Funny (no, not really, more profoundly disappointing) how some folks tell me that I need to be more vulnerable. They see me as incredibly strong in all situations and chide me for holding back when I’m scared, sad, and confused. (honestly, if you think I’m unbreakable, you’re not paying attention) These same folks, strangely enough, are the first to tell me everything will be okay when I do open up. They are uncomfortable with my dis-ease. They don’t *honestly* want to hear it. Or, they remain fully ensconced in their own… let’s say selves … unable or unwilling to recognize my struggle. The only way they hear me is when I completely fall apart. I have to break down in tears. Sob. Raise my voice. Which I end up doing out of frustration, exasperation. Then they think this display is part of the original pain when in fact it is the hurt of this person—who asked for my vulnerability—not hearing me, not recognizing my soft underbelly and beating heart.
If I judge myself for anything, it’s repeating the pattern and expecting different results. Some relationships are built on me caring about them, me being there for them. They want to do the same for me, but it’s not in their skill set. I need to be better at accepting that.
And be better (more willing) to reveal—with those who have the capacity—more of my emotional rainbow.
If you’re still reading, maybe you can understand.
This week, sadness has come and sat with me like an old friend on my couch. It tells me it’s okay to watch some mindless TV and scroll through Instagram. To go to bed late and require a nap in the afternoon. It gives me permission to be irritable, even to cry. So I do. I’m irritable and I cry.
How long this familiar will stay, I don’t know. But I help it unpack. Wistfulness for the places I haven’t visited while living in Tulsa, including the friends with whom I didn’t spend enough evenings or afternoons. The brunches I didn’t host and the dinners I didn’t share. Disappointment for the things I didn’t accomplish while I had the time (because presumably I’ll have less time when I’m no longer single, no longer living alone). Grief over leaving a place I love: the parks, the neighborhoods, the art district, the fairgrounds. A city that feels cozy, surrounded by so many small towns I didn’t explore. The history, a fraction of which I learned. The humidity which curls my hair and the heat, both preferable to the cold and dryness of Idaho. And of course, my home. My little four-room duplex with hardwood floors, a fireplace mantel, and large bedroom. The many windows looking out at trees. A big backyard enjoyed daily by Mazie. The coziness of this place. My space. A space all my own. Solitude.

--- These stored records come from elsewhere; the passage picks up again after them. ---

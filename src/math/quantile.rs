//! Empirical quantile by partial selection.

use crate::core::{Result, RiskError};

/// Returns the `floor(q * (n - 1))`-th order statistic of `sample`.
///
/// `q` is clamped to `[0, 1]`; non-finite `q` and empty samples are
/// rejected. No interpolation is performed between neighboring order
/// statistics. The sample is partially reordered in place, so callers that
/// need the original ordering must pass a copy.
///
/// # Examples
/// ```rust
/// use openvar::math::quantile_inplace;
///
/// let mut pnl = vec![1.0, 2.0, 3.0, 4.0, 5.0];
/// assert_eq!(quantile_inplace(&mut pnl, 0.25).unwrap(), 2.0);
/// ```
pub fn quantile_inplace(sample: &mut [f64], q: f64) -> Result<f64> {
    if sample.is_empty() {
        return Err(RiskError::InvalidArgument(
            "quantile requires a non-empty sample".to_string(),
        ));
    }
    if !q.is_finite() {
        return Err(RiskError::InvalidArgument(
            "quantile requires finite q".to_string(),
        ));
    }

    let q = q.clamp(0.0, 1.0);
    let n = sample.len();
    if n == 1 {
        return Ok(sample[0]);
    }

    let rank = q * (n - 1) as f64;
    let idx = rank.floor() as usize;

    let (_, value, _) = sample.select_nth_unstable_by(idx, f64::total_cmp);
    Ok(*value)
}

#[cfg(test)]
mod tests {
    use approx::assert_relative_eq;

    use super::*;

    #[test]
    fn returns_expected_order_statistics() {
        let mut data = vec![5.0, 3.0, 1.0, 4.0, 2.0];
        assert_relative_eq!(quantile_inplace(&mut data, 0.25).unwrap(), 2.0);

        let mut data = vec![1.0, 2.0, 3.0, 4.0, 5.0];
        assert_relative_eq!(quantile_inplace(&mut data, 0.50).unwrap(), 3.0);

        let mut data = vec![1.0, 2.0, 3.0, 4.0, 5.0];
        assert_relative_eq!(quantile_inplace(&mut data, 0.99).unwrap(), 4.0);
    }

    #[test]
    fn clamps_extreme_quantiles() {
        let mut data = vec![10.0, 20.0, 30.0];
        assert_relative_eq!(quantile_inplace(&mut data, -0.5).unwrap(), 10.0);

        let mut data = vec![10.0, 20.0, 30.0];
        assert_relative_eq!(quantile_inplace(&mut data, 1.5).unwrap(), 30.0);
    }

    #[test]
    fn single_element_sample_is_its_own_quantile() {
        let mut data = vec![7.5];
        assert_relative_eq!(quantile_inplace(&mut data, 0.0).unwrap(), 7.5);
        assert_relative_eq!(quantile_inplace(&mut data, 1.0).unwrap(), 7.5);
    }

    #[test]
    fn rejects_empty_sample_and_non_finite_q() {
        let mut empty: Vec<f64> = Vec::new();
        assert!(matches!(
            quantile_inplace(&mut empty, 0.5),
            Err(RiskError::InvalidArgument(_))
        ));

        let mut data = vec![1.0, 2.0];
        assert!(matches!(
            quantile_inplace(&mut data, f64::NAN),
            Err(RiskError::InvalidArgument(_))
        ));
    }
}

All of this is ending soon. All of this I leave behind. It will be replaced by the joy of being with Tom. Beginning a new life. A new space, created together.
Yet right now, unless I am seeing his face on a video call which propels me into gratitude and giddiness and all the goodness to come, it is sadness that stays close, hovering in my house and lying on my couch.
“We’re built to live simultaneously in love and loss, bitter and sweet.”
― Susan Cain, Bittersweet
Do you understand? Can you relate? Have you felt the opposite of what others expected, the clamoring of complex emotions?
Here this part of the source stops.